The long-term care financing system will continue to fail residents unless financing is updated timely to reflect the rising cost of care, Smith Sloan also noted in her editorial.
In the meantime, operators have had to take matters into their own hands to meet increased expenses – and have frequently come up short.
To highlight the woefully inadequate funding to facilities, Smith Sloan noted the case of Rhode Island’s Linn Health & Rehabilitation, whose expenses have increased by close to 35% this year. The state’s reimbursement, meanwhile, has only gone up about 8%. To meet the funding shortfall, best efforts by residents at Linn raised a meager $2,000 through a bake sale, but funds failed to make a dent.

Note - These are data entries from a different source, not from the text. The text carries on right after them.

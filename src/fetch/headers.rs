//! Per-request header generation from fixed pools and a seeded RNG.

use std::sync::Mutex;

use chrono::Utc;
use rand::{Rng, SeedableRng, rngs::StdRng, seq::SliceRandom};

const ACCEPT: &str = "text/html,application/xhtml+xml,application/xml;q=0.9,image/webp,*/*;q=0.8";

/// Header name carrying the per-request nonce.
pub const NONCE_HEADER: &str = "Eagleid";

/// Immutable value pools headers are drawn from.
#[derive(Debug, Clone, PartialEq, Eq)]
pub struct HeaderPools {
    /// `User-Agent` candidates.
    pub user_agents: Vec<String>,
    /// `Accept-Language` candidates.
    pub languages: Vec<String>,
}

impl Default for HeaderPools {
    fn default() -> Self {
        Self {
            user_agents: vec![
                "Mozilla/5.0 (Windows NT 10.0; Win64; x64) AppleWebKit/537.36 (KHTML, like Gecko) Chrome/122.0.0.0 Safari/537.36".to_string(),
                "Mozilla/5.0 (X11; Linux x86_64) AppleWebKit/537.36 (KHTML, like Gecko) Chrome/121.0.0.0 Safari/537.36".to_string(),
                "Mozilla/5.0 (Macintosh; Intel Mac OS X 13_2) AppleWebKit/605.1.15 (KHTML, like Gecko) Version/16.3 Safari/605.1.15".to_string(),
                "Mozilla/5.0 (iPhone; CPU iPhone OS 16_4 like Mac OS X) AppleWebKit/605.1.15 (KHTML, like Gecko) Version/16.0 Mobile/15E148 Safari/604.1".to_string(),
            ],
            languages: vec!["zh-CN,zh;q=0.9,en;q=0.8".to_string()],
        }
    }
}

/// Builds a fresh header set for every request.
///
/// The RNG is seeded explicitly so tests can replay the exact sequence of
/// choices. Shared across probe tasks behind a mutex.
#[derive(Debug)]
pub struct HeaderRandomizer {
    pools: HeaderPools,
    rng: Mutex<StdRng>,
}

impl HeaderRandomizer {
    /// Creates a randomizer over `pools` seeded with `seed`.
    pub fn new(pools: HeaderPools, seed: u64) -> Self {
        Self {
            pools,
            rng: Mutex::new(StdRng::seed_from_u64(seed)),
        }
    }

    /// Seeds from OS entropy.
    pub fn from_entropy(pools: HeaderPools) -> Self {
        Self {
            pools,
            rng: Mutex::new(StdRng::from_entropy()),
        }
    }

    /// Pools in use.
    pub fn pools(&self) -> &HeaderPools {
        &self.pools
    }

    /// Returns `(name, value)` pairs for one request.
    pub fn headers(&self) -> Vec<(&'static str, String)> {
        let (user_agent, language, nonce) = {
            let mut rng = match self.rng.lock() {
                Ok(guard) => guard,
                Err(poisoned) => poisoned.into_inner(),
            };
            let user_agent = self.pools.user_agents.choose(&mut *rng).cloned();
            let language = self.pools.languages.choose(&mut *rng).cloned();
            let nonce: u64 = rng.r#gen();
            (user_agent, language, nonce)
        };

        let mut out = vec![
            ("Cache-Control", "no-cache".to_string()),
            ("Accept", ACCEPT.to_string()),
        ];
        if let Some(ua) = user_agent {
            out.push(("User-Agent", ua));
        }
        if let Some(lang) = language {
            out.push(("Accept-Language", lang));
        }
        out.push((
            "Date",
            Utc::now().format("%a, %d %b %Y %H:%M:%S GMT").to_string(),
        ));
        out.push((NONCE_HEADER, format!("{nonce:x}")));
        out
    }
}

#[cfg(test)]
mod tests {
    use super::*;

    fn without_date(h: Vec<(&'static str, String)>) -> Vec<(&'static str, String)> {
        h.into_iter().filter(|(k, _)| *k != "Date").collect()
    }

    #[test]
    fn same_seed_same_sequence() {
        let a = HeaderRandomizer::new(HeaderPools::default(), 7);
        let b = HeaderRandomizer::new(HeaderPools::default(), 7);
        for _ in 0..5 {
            assert_eq!(without_date(a.headers()), without_date(b.headers()));
        }
    }

    #[test]
    fn values_come_from_pools() {
        let pools = HeaderPools::default();
        let r = HeaderRandomizer::new(pools.clone(), 1);
        for _ in 0..20 {
            let h = r.headers();
            let ua = h.iter().find(|(k, _)| *k == "User-Agent").unwrap();
            assert!(pools.user_agents.contains(&ua.1));
            let nonce = h.iter().find(|(k, _)| *k == NONCE_HEADER).unwrap();
            assert!(u64::from_str_radix(&nonce.1, 16).is_ok());
        }
    }

    #[test]
    fn empty_pools_skip_headers() {
        let r = HeaderRandomizer::new(
            HeaderPools {
                user_agents: vec![],
                languages: vec![],
            },
            3,
        );
        let h = r.headers();
        assert!(h.iter().all(|(k, _)| *k != "User-Agent" && *k != "Accept-Language"));
    }
}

The Linn facility is losing $100,000 a month, with the cost of caring for a Medicaid-eligible resident hitting $411 per day, while it receives on average $255 per day per Medicaid resident, Smith Sloan noted.
Overall, Smith Sloan believes the country can do better to fund long-term care writing, “a comprehensive and equitable long-term care financing system would make all the difference.”
There’s enormous potential for funding changes, she added, and federal entities must seize such an opportunity, with the spaces still in the limelight.
“The solutions are complicated – but smart approaches abound. The variable is political will,” said Smith Sloan.